The Honolulu-based bank, which operates two branches, said Tuesday it posted its 21st consecutive profitable quarter even as net income fell 6.1 percent to $275,000 from $293,000 in the year-earlier period.
FOURTH-QUARTER NET
$275,000
YEAR-EARLIER NET
$293,000 |
Ohana Pacific took the write-down on its portion of a loan made in conjunction with the former Pacific Rim Bank (now called First Foundation Bank) on a Big Island parcel. The sale of that land is now pending.
The bank’s board also declared a dividend of 10 cents a share that will be payable March 10 to shareholders of record on Jan. 26.
For the year, Ohana Pacific’s earnings rose 4.3 percent to $1.12 million from $1.07 million in 2014.

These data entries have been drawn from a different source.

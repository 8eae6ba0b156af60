//! Client configuration, stored as YAML.

use {
    crate::{
        chain::{ChainId, SUPPORTED_CHAINS},
        contracts,
        error::{ClientError, Result},
        primitives::Address,
    },
    serde::{Deserialize, Serialize},
    std::{
        fs::{self, File},
        io::Write,
        path::{Path, PathBuf},
        time::Duration,
    },
    url::Url,
};

/// Environment variable that overrides [`SimulationConfig::access_key`].
pub const SIMULATION_ACCESS_KEY_ENV: &str = "TENDERLY_ACCESS_KEY";

/// `~/.config/tokenfi-staking/config.yml`, if a home directory is known.
pub fn default_config_path() -> Option<PathBuf> {
    let mut path = dirs_next::home_dir()?;
    path.extend([".config", "tokenfi-staking", "config.yml"]);
    Some(path)
}

#[derive(Serialize, Deserialize, Debug, Clone, PartialEq, Eq)]
#[serde(default)]
pub struct ClientConfig {
    /// Staking pool address, identical on every chain. Required.
    pub staking_pool: Option<Address>,
    pub chains: Vec<ChainConfig>,
    /// Per-request timeout of every HTTP call.
    pub rpc_timeout_ms: u64,
    /// Delay between receipt polls.
    pub poll_interval_ms: u64,
    /// How long to wait for a transaction receipt before giving up.
    pub receipt_timeout_ms: u64,
    /// Blocks, including the inclusion block, before a write counts as done.
    pub confirmations: u64,
    /// Extra gas on top of the estimate, in basis points.
    pub gas_margin_bps: u64,
    pub simulation: SimulationConfig,
}

impl Default for ClientConfig {
    fn default() -> Self {
        Self {
            staking_pool: None,
            chains: vec![ChainConfig::bsc(), ChainConfig::ethereum()],
            rpc_timeout_ms: 10_000,
            poll_interval_ms: 6_000,
            receipt_timeout_ms: 300_000,
            confirmations: 1,
            gas_margin_bps: 1_000,
            simulation: SimulationConfig::default(),
        }
    }
}

impl ClientConfig {
    pub fn load(config_file: impl AsRef<Path>) -> Result<Self> {
        let file = File::open(config_file)?;
        let config = serde_yaml::from_reader(file)?;
        Ok(config)
    }

    /// Load `config_file`, or the defaults if it does not exist.
    pub fn load_or_default(config_file: impl AsRef<Path>) -> Result<Self> {
        match Self::load(config_file) {
            Err(ClientError::Io(err)) if err.kind() == std::io::ErrorKind::NotFound => {
                Ok(Self::default())
            }
            result => result,
        }
    }

    pub fn save(&self, config_file: impl AsRef<Path>) -> Result<()> {
        let serialized = serde_yaml::to_string(self)?;
        if let Some(outdir) = config_file.as_ref().parent() {
            fs::create_dir_all(outdir)?;
        }
        let mut file = File::create(config_file)?;
        file.write_all(serialized.as_bytes())?;
        Ok(())
    }

    pub fn validate(&self) -> Result<()> {
        match self.staking_pool {
            None => return Err(ClientError::Config("staking_pool is not set".to_string())),
            Some(pool) if pool.is_zero() => {
                return Err(ClientError::Config("staking_pool is the zero address".to_string()))
            }
            Some(_) => {}
        }
        for chain in SUPPORTED_CHAINS {
            if self.chain(chain).is_none() {
                return Err(ClientError::Config(format!(
                    "missing settings for chain {} ({})",
                    chain,
                    chain.name()
                )));
            }
        }
        for chain in &self.chains {
            chain.validate()?;
        }
        if self.confirmations == 0 {
            return Err(ClientError::Config("confirmations must be at least 1".to_string()));
        }
        if self.poll_interval_ms == 0 {
            return Err(ClientError::Config("poll_interval_ms must be positive".to_string()));
        }
        Ok(())
    }

    pub fn chain(&self, chain_id: ChainId) -> Option<&ChainConfig> {
        self.chains.iter().find(|c| c.chain_id == chain_id)
    }

    pub fn rpc_timeout(&self) -> Duration {
        Duration::from_millis(self.rpc_timeout_ms)
    }

    pub fn poll_interval(&self) -> Duration {
        Duration::from_millis(self.poll_interval_ms)
    }

    pub fn receipt_timeout(&self) -> Duration {
        Duration::from_millis(self.receipt_timeout_ms)
    }
}

/// Per-chain endpoints and price-discovery contracts.
#[derive(Serialize, Deserialize, Debug, Clone, PartialEq, Eq)]
pub struct ChainConfig {
    pub chain_id: ChainId,
    /// Tried in order; later entries are fallbacks.
    pub rpc_endpoints: Vec<String>,
    /// Uniswap V2 style router.
    pub router: Address,
    /// USD stablecoin used to value the pool.
    pub usd_token: Address,
}

impl ChainConfig {
    pub fn bsc() -> Self {
        Self {
            chain_id: ChainId::BSC,
            rpc_endpoints: vec![
                "https://bsc.publicnode.com".to_string(),
                "https://binance.llamarpc.com".to_string(),
                "https://bsc-dataseed1.defibit.io".to_string(),
                "https://bsc-dataseed1.binance.org".to_string(),
                "https://bsc-dataseed.bnbchain.org".to_string(),
            ],
            router: contracts::PANCAKESWAP_V2_ROUTER,
            usd_token: contracts::BSC_USDC,
        }
    }

    pub fn ethereum() -> Self {
        Self {
            chain_id: ChainId::ETHEREUM,
            rpc_endpoints: vec![
                "https://ethereum-rpc.publicnode.com".to_string(),
                "https://eth.llamarpc.com".to_string(),
            ],
            router: contracts::UNISWAP_V2_ROUTER,
            usd_token: contracts::ETHEREUM_USDC,
        }
    }

    pub fn validate(&self) -> Result<()> {
        if self.rpc_endpoints.is_empty() {
            return Err(ClientError::NoEndpoints(self.chain_id));
        }
        for endpoint in &self.rpc_endpoints {
            let url = Url::parse(endpoint).map_err(|err| {
                ClientError::Config(format!("invalid rpc endpoint '{endpoint}': {err}"))
            })?;
            if !matches!(url.scheme(), "http" | "https") {
                return Err(ClientError::Config(format!(
                    "rpc endpoint '{endpoint}' must use http or https"
                )));
            }
        }
        Ok(())
    }
}

/// Settings of the hosted transaction simulation service.
#[derive(Serialize, Deserialize, Debug, Clone, PartialEq, Eq)]
#[serde(default)]
pub struct SimulationConfig {
    pub api_base: String,
    pub dashboard_base: String,
    pub account_slug: String,
    pub project_slug: String,
    /// Reported to the service as the simulation origin.
    pub source: String,
    pub access_key: Option<String>,
}

impl Default for SimulationConfig {
    fn default() -> Self {
        Self {
            api_base: "https://api.tenderly.co/api/v1".to_string(),
            dashboard_base: "https://dashboard.tenderly.co".to_string(),
            account_slug: String::new(),
            project_slug: "project".to_string(),
            source: "rabby-wallet".to_string(),
            access_key: None,
        }
    }
}

impl SimulationConfig {
    /// The access key, with the environment taking precedence over the file.
    pub fn access_key(&self) -> Option<String> {
        std::env::var(SIMULATION_ACCESS_KEY_ENV)
            .ok()
            .filter(|key| !key.is_empty())
            .or_else(|| self.access_key.clone())
    }

    pub fn validate(&self) -> Result<()> {
        if self.account_slug.is_empty() || self.project_slug.is_empty() {
            return Err(ClientError::Config(
                "simulation account_slug and project_slug must be set".to_string(),
            ));
        }
        for base in [&self.api_base, &self.dashboard_base] {
            Url::parse(base)
                .map_err(|err| ClientError::Config(format!("invalid url '{base}': {err}")))?;
        }
        Ok(())
    }
}
//! Early-unstake penalties.

use {
    crate::{
        chain::ChainId,
        context::StakingContext,
        error::Result,
        types::Stake,
    },
    serde::Serialize,
    std::time::{SystemTime, UNIX_EPOCH},
    tokenfi_staking_math::penalty::{
        duration_group_index, format_penalty_percentage, receive_amount,
    },
};

/// Fee percentage of a duration group.
#[derive(Debug, Clone, PartialEq, Eq, Serialize)]
#[serde(rename_all = "camelCase")]
pub struct PenaltyFee {
    pub group: usize,
    /// Percentage scaled by 10^2.
    pub fee: u128,
    /// `fee` as a decimal string, e.g. `"12.5"`.
    pub percentage: String,
}

/// What an unstake of `amount` from a stake would pay out.
#[derive(Debug, Clone, PartialEq, Eq, Serialize)]
#[serde(rename_all = "camelCase")]
pub struct UnstakeQuote {
    pub chain_id: ChainId,
    pub stake_index: usize,
    pub amount: u128,
    pub penalty: u128,
    pub receive: u128,
    pub penalty_fee: PenaltyFee,
    pub unlocked: bool,
}

pub struct PenaltyQuotes<'a> {
    ctx: &'a StakingContext,
}

impl<'a> PenaltyQuotes<'a> {
    pub fn new(ctx: &'a StakingContext) -> Self {
        Self { ctx }
    }

    /// Fee of the duration group `duration` belongs to. Fails with
    /// [`tokenfi_staking_math::MathError::UnknownDurationGroup`] when
    /// `duration` is not one of the pool's current thresholds.
    pub async fn penalty_fee_by_duration(
        &self,
        chain_id: ChainId,
        duration: u64,
    ) -> Result<PenaltyFee> {
        let reader = self.ctx.reader();
        let thresholds = reader.duration_thresholds(chain_id).await?;
        let group = duration_group_index(&thresholds, duration)?;
        let fee = reader.penalty_fee_per_group(chain_id, group).await?;
        Ok(PenaltyFee {
            group,
            fee,
            percentage: format_penalty_percentage(fee),
        })
    }

    /// Absolute penalty, in staking-token base units.
    pub async fn calculate_penalty(
        &self,
        chain_id: ChainId,
        amount: u128,
        duration: u64,
    ) -> Result<u128> {
        self.ctx
            .reader()
            .calculate_penalty(chain_id, amount, duration)
            .await
    }

    pub async fn unstake_quote(&self, stake: &Stake, amount: u128) -> Result<UnstakeQuote> {
        let (penalty_fee, penalty) = futures::try_join!(
            self.penalty_fee_by_duration(stake.chain_id, stake.duration),
            self.calculate_penalty(stake.chain_id, amount, stake.duration),
        )?;
        let now = SystemTime::now()
            .duration_since(UNIX_EPOCH)
            .map(|elapsed| elapsed.as_secs())
            .unwrap_or_default();
        Ok(UnstakeQuote {
            chain_id: stake.chain_id,
            stake_index: stake.index,
            amount,
            penalty,
            receive: receive_amount(amount, penalty),
            penalty_fee,
            unlocked: stake.schedule().is_unlocked(now),
        })
    }
}
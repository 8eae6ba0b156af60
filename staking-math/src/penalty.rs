//! Early-unstake penalty helpers.
//!
//! The penalty contract prices fees per *duration group*: the index of the
//! stake's duration within the pool's ordered list of duration thresholds.

use crate::{
    decimals::format_units,
    error::{MathError, Result},
};

/// Penalty fee percentages are fixed-point with two decimals (`1250` is 12.5 %).
pub const PENALTY_PERCENT_DECIMALS: u8 = 2;

/// Resolve the duration group of a stake.
///
/// The match is exact. A stake whose duration is not in `thresholds` (for
/// example because the thresholds were changed after the stake was created)
/// has no group, and pricing it against a guessed group would misreport the
/// fee.
pub fn duration_group_index(thresholds: &[u64], duration: u64) -> Result<usize> {
    thresholds
        .iter()
        .position(|threshold| *threshold == duration)
        .ok_or(MathError::UnknownDurationGroup { duration })
}

/// Human-readable percentage of a penalty fee (`"12.5"`).
pub fn format_penalty_percentage(fee: u128) -> String {
    format_units(fee, PENALTY_PERCENT_DECIMALS)
}

/// Principal returned to the user after the penalty is deducted.
pub fn receive_amount(unstake_amount: u128, penalty: u128) -> u128 {
    unstake_amount.saturating_sub(penalty)
}
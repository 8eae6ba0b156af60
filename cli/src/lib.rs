pub mod clap_app;
pub mod cli;
pub mod metrics;
pub mod stakes;

use {
    crate::{
        cli::{CliCommand, CliConfig, CliError, ProcessResult},
        metrics::{parse_metrics_command, process_metrics_command},
        stakes::{parse_stakes_command, process_stakes_command},
    },
    clap::ArgMatches,
};

/// Value of a global argument, given before or after the subcommand.
pub fn global_value<'a>(matches: &'a ArgMatches<'_>, name: &str) -> Option<&'a str> {
    matches
        .value_of(name)
        .or_else(|| matches.subcommand().1.and_then(|sub| sub.value_of(name)))
}

pub fn global_present(matches: &ArgMatches<'_>, name: &str) -> bool {
    matches.is_present(name) || matches.subcommand().1.is_some_and(|sub| sub.is_present(name))
}

pub fn parse_command(matches: &ArgMatches<'_>) -> Result<CliCommand, CliError> {
    match matches.subcommand() {
        (name @ ("duration" | "apr" | "tvl"), Some(sub)) => parse_metrics_command(name, sub),
        (name @ ("stakes" | "penalty" | "simulate-claim"), Some(sub)) => {
            parse_stakes_command(name, sub)
        }
        (name, _) => Err(CliError::BadParameter(format!("unknown command '{name}'"))),
    }
}

pub async fn process_command(config: &CliConfig, command: &CliCommand) -> ProcessResult {
    match command {
        CliCommand::Metrics(command) => process_metrics_command(config, command).await,
        CliCommand::Stakes(command) => process_stakes_command(config, command).await,
    }
}
//! Property-based tests for amount handling.
//!
//! Properties tested:
//! 1. The penalty never makes the received amount exceed the unstaked amount.
//! 2. Formatting then parsing a fixed-point amount is lossless.
//! 3. USD values always carry exactly two truncated decimals.
//! 4. An unlocked stake has no lock time remaining.

#[cfg(test)]
mod tests {
    use {
        proptest::prelude::*,
        tokenfi_staking_math::{
            decimals::{format_units, parse_units},
            penalty::receive_amount,
            schedule::{Remaining, StakeSchedule},
            tvl::usd_value,
        },
    };

    // ━━━━━━━━━━━━━━━━━━━━━━━━━━━━━━━━━━━━━━━━━━━━━━━━━━━━━━━━━━━━━━━━━━━━
    // 1. Penalty conservation
    // ━━━━━━━━━━━━━━━━━━━━━━━━━━━━━━━━━━━━━━━━━━━━━━━━━━━━━━━━━━━━━━━━━━━━

    proptest! {
        #![proptest_config(ProptestConfig::with_cases(1_000))]

        #[test]
        fn receive_plus_penalty_is_amount(
            amount in any::<u128>(),
            penalty in any::<u128>(),
        ) {
            let receive = receive_amount(amount, penalty);
            prop_assert!(receive <= amount);
            if penalty <= amount {
                prop_assert_eq!(receive + penalty, amount);
            } else {
                prop_assert_eq!(receive, 0);
            }
        }
    }

    // ━━━━━━━━━━━━━━━━━━━━━━━━━━━━━━━━━━━━━━━━━━━━━━━━━━━━━━━━━━━━━━━━━━━━
    // 2. Lossless unit conversion
    // ━━━━━━━━━━━━━━━━━━━━━━━━━━━━━━━━━━━━━━━━━━━━━━━━━━━━━━━━━━━━━━━━━━━━

    proptest! {
        #![proptest_config(ProptestConfig::with_cases(1_000))]

        #[test]
        fn format_then_parse_is_lossless(
            value in any::<u64>(),
            decimals in 0..=18u8,
        ) {
            let value = u128::from(value);
            let text = format_units(value, decimals);
            prop_assert_eq!(parse_units(&text, decimals).unwrap(), value, "via {}", text);
        }
    }

    // ━━━━━━━━━━━━━━━━━━━━━━━━━━━━━━━━━━━━━━━━━━━━━━━━━━━━━━━━━━━━━━━━━━━━
    // 3. USD formatting
    // ━━━━━━━━━━━━━━━━━━━━━━━━━━━━━━━━━━━━━━━━━━━━━━━━━━━━━━━━━━━━━━━━━━━━

    proptest! {
        #![proptest_config(ProptestConfig::with_cases(1_000))]

        #[test]
        fn usd_value_truncates_to_cents(
            price in any::<u64>(),
            staked in any::<u64>(),
        ) {
            // 6-decimal USD price of a 9-decimal token: product has 15 decimals.
            let text = usd_value(u128::from(price), u128::from(staked), 9, 6);
            let product = u128::from(price) * u128::from(staked);
            let cents = product / 10u128.pow(13);

            let (whole, fraction) = text.split_once('.').unwrap();
            prop_assert_eq!(fraction.len(), 2);
            prop_assert_eq!(whole.parse::<u128>().unwrap(), cents / 100);
            prop_assert_eq!(fraction.parse::<u128>().unwrap(), cents % 100);
        }
    }

    // ━━━━━━━━━━━━━━━━━━━━━━━━━━━━━━━━━━━━━━━━━━━━━━━━━━━━━━━━━━━━━━━━━━━━
    // 4. Lock schedule
    // ━━━━━━━━━━━━━━━━━━━━━━━━━━━━━━━━━━━━━━━━━━━━━━━━━━━━━━━━━━━━━━━━━━━━

    proptest! {
        #![proptest_config(ProptestConfig::with_cases(1_000))]

        #[test]
        fn unlocked_stake_has_nothing_remaining(
            unlock in 1_600_000_000..=2_500_000_000u64,
            duration in 0..=126_144_000u64,
            now in 1_500_000_000..=2_600_000_000u64,
        ) {
            let schedule = StakeSchedule::new(unlock, duration);
            prop_assert_eq!(schedule.start_timestamp + duration, unlock);

            let remaining = schedule.remaining(now);
            if schedule.is_unlocked(now) {
                prop_assert_eq!(remaining, Remaining::default());
            } else {
                prop_assert!(remaining.years >= 0 && remaining.months >= 0 && remaining.days >= 0);
                prop_assert!(remaining.months < 12);
            }
        }
    }
}
//! Property-based tests for duration labels.
//!
//! Properties tested:
//! 1. Durations shorter than a day have no label.
//! 2. The day band counts days, rounding up past twelve hours.
//! 3. Year labels are within one of the whole years elapsed.
//! 4. Every labelled duration has a value of at least one.

#[cfg(test)]
mod tests {
    use {
        proptest::prelude::*,
        tokenfi_staking_math::duration::{
            parse_duration, DurationUnit, SECONDS_IN_DAY, SECONDS_IN_HOUR, SECONDS_IN_WEEK,
            SECONDS_IN_YEAR,
        },
    };

    proptest! {
        #![proptest_config(ProptestConfig::with_cases(1_000))]

        #[test]
        fn sub_day_has_no_label(seconds in 0..SECONDS_IN_DAY) {
            prop_assert_eq!(parse_duration(seconds), None);
        }

        #[test]
        fn day_band_counts_days(seconds in SECONDS_IN_DAY..SECONDS_IN_WEEK) {
            let label = parse_duration(seconds).unwrap();
            let days = seconds / SECONDS_IN_DAY;
            let hours = (seconds % SECONDS_IN_DAY) / SECONDS_IN_HOUR;
            let expected = if hours > 12 { days + 1 } else { days };

            prop_assert_eq!(label.unit, DurationUnit::Day);
            prop_assert_eq!(label.value, expected);
        }

        #[test]
        fn year_band_within_one_year(seconds in SECONDS_IN_YEAR..=100 * SECONDS_IN_YEAR) {
            let label = parse_duration(seconds).unwrap();
            let years = seconds / SECONDS_IN_YEAR;

            prop_assert_eq!(label.unit, DurationUnit::Year);
            prop_assert!(
                label.value == years || label.value == years + 1,
                "{}s labelled {} for {} whole years", seconds, label, years
            );
        }

        #[test]
        fn labels_are_at_least_one(seconds in SECONDS_IN_DAY..=u64::MAX) {
            let label = parse_duration(seconds).unwrap();
            prop_assert!(label.value >= 1);
        }
    }
}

“Without this atypical write-off expense, the bank’s 2015 net income would have been much higher,” Ohana Pacific President and CEO James Hong said. “The bank has no additional OREO (other real estate owned) at this time and is expecting core earnings to remain strong going forward in 2016.”
During the fourth quarter, loans jumped 15.5 percent to $94.4 million from $81.7 million in the year-earlier period while deposits increased 8.7 percent to $104.2 million from $95.8 million. Assets increased 8.3 percent to $120.5 million from $111.2 million.
“We believe that our new 30-year conforming mortgage loan program, which was launched during the fourth quarter of 2015, was one of the contributing factors to a substantial increase in our loan portfolio balance,” Hong said. “This strong loan production has generated a positive impact on our net interest margin.”
Ohana Pacific’s net interest margin, which is the difference between what the bank brings in from loans and what it pays depositors, improved to 3.36 percent from 3.26 percent a year ago.
Hong said total loans during the fourth quarter alone grew by $8.8 million over the third quarter due to more emphasis in commercial and residential real estate loans.
The bank’s fourth-quarter net interest income, thanks to improving margins, edged up 0.8 percent to $955,000 from $947,000. Noninterest income, which includes service charges and fees, fell 7.9 percent to $70,000 from $76,000.
Ohana Pacific’s stock, which trades over the counter under the ticker OHPB, last closed at $5.75 on Dec. 18.